The protagonists of the following story are the fisherfolk of Tamil Nadu, the state hardest hit by last year's tsunami. They are among the poorest of people in the country -- their sources of livelihood amongst the most fragile. They cannot afford to keep their lives on hold, whatever the magnitude of the disaster that befalls them. And as it happened, they didn't. Life didn't magically return to the tenuous normality that is their lot anyway -- it still hasn't. But pretty much from day one, they started picking themselves up -- by themselves.

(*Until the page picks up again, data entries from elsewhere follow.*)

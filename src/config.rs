//! Run configuration.
//!
//! [`RunOptions`] is a builder that threads the progress callback and an
//! optional random seed through a [`Session`](crate::Session). The attempt
//! budget and quality thresholds are fixed and are not part of it.
//!
//! # Example
//!
//! ```
//! use std::sync::Arc;
//!
//! use stillpick::{ProgressCallback, ProgressInfo, RunOptions};
//!
//! struct LogProgress;
//! impl ProgressCallback for LogProgress {
//!     fn on_progress(&self, info: &ProgressInfo) {
//!         println!("{}/{}: {}", info.current, info.total, info.tally);
//!     }
//! }
//!
//! let options = RunOptions::new()
//!     .with_progress(Arc::new(LogProgress))
//!     .with_seed(2024);
//! assert_eq!(options.seed(), Some(2024));
//! ```

use std::fmt::{Debug, Formatter, Result as FmtResult};
use std::sync::Arc;

use crate::progress::{NoOpProgress, ProgressCallback};

/// Options for a sampling run.
///
/// A default-constructed value reports nothing and seeds the sampler from
/// the operating system.
#[derive(Clone)]
pub struct RunOptions {
    pub(crate) progress: Arc<dyn ProgressCallback>,
    pub(crate) seed: Option<u64>,
}

impl Debug for RunOptions {
    fn fmt(&self, f: &mut Formatter<'_>) -> FmtResult {
        f.debug_struct("RunOptions")
            .field("has_progress", &true)
            .field("seed", &self.seed)
            .finish()
    }
}

impl Default for RunOptions {
    fn default() -> Self {
        Self::new()
    }
}

impl RunOptions {
    /// Create options with default settings.
    pub fn new() -> Self {
        Self {
            progress: Arc::new(NoOpProgress),
            seed: None,
        }
    }

    /// Attach a progress callback, invoked once per attempt.
    #[must_use]
    pub fn with_progress(mut self, callback: Arc<dyn ProgressCallback>) -> Self {
        self.progress = callback;
        self
    }

    /// Seed the timestamp sampler so a run is reproducible.
    #[must_use]
    pub fn with_seed(mut self, seed: u64) -> Self {
        self.seed = Some(seed);
        self
    }

    /// The configured seed, if any.
    pub fn seed(&self) -> Option<u64> {
        self.seed
    }
}
//! # stillpick
//!
//! Pick sharp, well-lit still frames from a video.
//!
//! `stillpick` samples random timestamps from a clip, has FFmpeg extract one
//! frame at each, and rejects frames that are too dark or too blurry. HDR10
//! (PQ) sources are tone mapped to SDR before scoring so that brightness is
//! judged on what a viewer would actually see.
//!
//! ## Quick Start
//!
//! ```no_run
//! use stillpick::{FfmpegEngine, Session};
//!
//! let mut session = Session::new(FfmpegEngine::new()?);
//! let report = session.run("input.mkv")?;
//! println!("{}", report.tally);
//! for retained in &report.frames {
//!     std::fs::write(
//!         format!("frame_{}.png", retained.frame.timestamp),
//!         &retained.frame.bytes,
//!     )?;
//! }
//! # Ok::<(), Box<dyn std::error::Error>>(())
//! ```
//!
//! ## Pipeline
//!
//! 1. **Probe**: one FFmpeg invocation prints the container header. The
//!    duration and the HDR transfer marker are parsed out of that log
//!    ([`probe`]).
//! 2. **Filter graph**: square-pixel scaling, plus a tone-mapping chain for
//!    HDR input ([`FilterGraph`]).
//! 3. **Attempts**: ten times, draw a timestamp ([`TimestampSampler`]),
//!    extract one PNG ([`FrameExtractor`]) and score it ([`quality`]).
//! 4. **Report**: counts and the valid frames ([`RunReport`]).
//!
//! The decode engine is a trait ([`DecodeEngine`]), so the whole pipeline
//! can run against something other than the `ffmpeg` binary.
//!
//! ## Requirements
//!
//! An `ffmpeg` binary built with `zscale` (libzimg) support, on `PATH` or
//! named by the `STILLPICK_FFMPEG` environment variable. `zscale` is only
//! used for HDR input.

pub mod config;
pub mod engine;
pub mod error;
pub mod extract;
pub mod ffmpeg;
pub mod filter;
pub mod probe;
pub mod progress;
pub mod quality;
pub mod sampler;
pub mod session;

pub use config::RunOptions;
pub use engine::{DecodeEngine, Invocation, LogLine};
pub use error::StillpickError;
pub use extract::{ExtractedFrame, FrameExtractor};
pub use ffmpeg::{FfmpegEngine, FfmpegLogLevel};
pub use filter::FilterGraph;
pub use probe::ProbeResult;
pub use progress::{ProgressCallback, ProgressInfo};
pub use quality::{QualityScore, Verdict};
pub use sampler::TimestampSampler;
pub use session::{
    ATTEMPT_BUDGET, AttemptOutcome, RetainedFrame, RunReport, RunState, RunTally, Session,
};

This is also a story about those who helped and those who hindered -- wittingly or unwittingly. The state government made honest efforts to dispense relief and to rehabilitate those struck by lightning. They were hampered by a lack of perspective, the inability to plan and by the rigidities of rules. ngo s tried to help. In some places they succeeded -- especially when they tried to forge genuine partnerships and build bottom upwards. Often they failed -- especially when in imitation of leviathan bureaucracy they took the top-downwards approach. For a variety of reasons, mostly systemic, the rehabilitation agenda was denied the expertise of groups -- like scientists -- who could have made a difference. And so, a great opportunity to rectify a lot that was wrong was lost.
But this story is not principally about them. It is about the people who are still picking up the pieces. About the people who are still not completely at ease with themselves or the hunting grounds they knew so well -- and into which they cannot venture without trepidation.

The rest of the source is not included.